:: What you should do ::
In the records below, some lines contain the word "contains". Copy each of them.

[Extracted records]
----------
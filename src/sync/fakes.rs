//! In-memory link filesystem and resolver for unit tests.

use std::collections::{HashMap, HashSet};
use std::io;
use std::path::{Path, PathBuf};
use std::sync::Mutex;

use chrono::Utc;

use crate::error::LinkError;
use crate::model::{Build, BuildNumber, Job, Permalink};
use crate::ports::{LinkFs, PermalinkResolver, Removal};

#[derive(Default)]
struct State {
    dirs: HashSet<PathBuf>,
    links: HashMap<PathBuf, String>,
    fail_create: HashSet<String>,
    interrupt_create: HashSet<String>,
    stuck: HashSet<PathBuf>,
    unreadable: HashSet<PathBuf>,
    mutations: usize,
}

/// Symlink table keyed by full path, with injectable failures.
#[derive(Default)]
pub(crate) struct MemLinkFs {
    state: Mutex<State>,
}

impl MemLinkFs {
    pub(crate) fn with_dirs<P: AsRef<Path>>(dirs: &[P]) -> Self {
        let fs = Self::default();
        fs.state.lock().unwrap().dirs.extend(dirs.iter().map(|d| d.as_ref().to_path_buf()));
        fs
    }

    pub(crate) fn link(&self, path: &Path) -> Option<String> {
        self.state.lock().unwrap().links.get(path).cloned()
    }

    pub(crate) fn put_link(&self, path: &Path, content: &str) {
        self.state.lock().unwrap().links.insert(path.to_path_buf(), content.to_string());
    }

    pub(crate) fn mutations(&self) -> usize {
        self.state.lock().unwrap().mutations
    }

    pub(crate) fn fail_create(&self, name: &str) {
        self.state.lock().unwrap().fail_create.insert(name.to_string());
    }

    pub(crate) fn interrupt_create(&self, name: &str) {
        self.state.lock().unwrap().interrupt_create.insert(name.to_string());
    }

    pub(crate) fn make_stuck(&self, path: &Path) {
        self.state.lock().unwrap().stuck.insert(path.to_path_buf());
    }

    pub(crate) fn make_unreadable(&self, path: &Path) {
        self.state.lock().unwrap().unreadable.insert(path.to_path_buf());
    }
}

impl LinkFs for MemLinkFs {
    fn create_symlink(&self, dir: &Path, target: &Path, name: &str) -> Result<(), LinkError> {
        let mut state = self.state.lock().unwrap();
        let path = dir.join(name);
        if state.interrupt_create.contains(name) {
            return Err(LinkError::Interrupted { path });
        }
        if state.fail_create.contains(name) {
            return Err(LinkError::from_io("symlink", path, io::ErrorKind::PermissionDenied.into()));
        }
        if !state.dirs.contains(dir) {
            return Err(LinkError::from_io("symlink", path, io::ErrorKind::NotFound.into()));
        }
        state.links.insert(path, target.display().to_string());
        state.mutations += 1;
        Ok(())
    }

    fn read_link(&self, path: &Path) -> Result<Option<String>, LinkError> {
        let state = self.state.lock().unwrap();
        if state.unreadable.contains(path) {
            return Err(LinkError::from_io("readlink", path, io::ErrorKind::PermissionDenied.into()));
        }
        Ok(state.links.get(path).cloned())
    }

    fn remove(&self, path: &Path) -> Result<Removal, LinkError> {
        let mut state = self.state.lock().unwrap();
        if state.stuck.contains(path) {
            return Err(LinkError::from_io("remove", path, io::ErrorKind::PermissionDenied.into()));
        }
        if state.links.remove(path).is_some() {
            state.mutations += 1;
            Ok(Removal::Removed)
        } else {
            Ok(Removal::Absent)
        }
    }

    fn is_dir(&self, path: &Path) -> bool {
        self.state.lock().unwrap().dirs.contains(path)
    }
}

/// Resolver answering from a mutable table instead of build history.
pub(crate) struct FixedResolver {
    targets: Mutex<Vec<(String, Option<u32>)>>,
}

impl FixedResolver {
    pub(crate) fn new(targets: &[(&str, Option<u32>)]) -> Self {
        Self {
            targets: Mutex::new(targets.iter().map(|(id, n)| ((*id).to_string(), *n)).collect()),
        }
    }

    pub(crate) fn set(&self, id: &str, target: Option<u32>) {
        let mut targets = self.targets.lock().unwrap();
        match targets.iter_mut().find(|(existing, _)| existing == id) {
            Some(entry) => entry.1 = target,
            None => targets.push((id.to_string(), target)),
        }
    }
}

impl PermalinkResolver for FixedResolver {
    fn list_permalinks(&self, _job: &Job) -> Vec<Permalink> {
        self.targets.lock().unwrap().iter().map(|(id, _)| Permalink::new(id.clone())).collect()
    }

    fn resolve(&self, permalink: &Permalink, _job: &Job) -> Option<Build> {
        self.targets
            .lock()
            .unwrap()
            .iter()
            .find(|(id, _)| id == permalink.id())
            .and_then(|(_, n)| *n)
            .map(|n| Build::started(BuildNumber(n), Utc::now()))
    }
}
----------
:: Response to the task ::
        if state.interrupt_create.contains(name) {
        if state.fail_create.contains(name) {
        if !state.dirs.contains(dir) {
        if state.unreadable.contains(path) {
        if state.stuck.contains(path) {
        self.state.lock().unwrap().dirs.contains(path)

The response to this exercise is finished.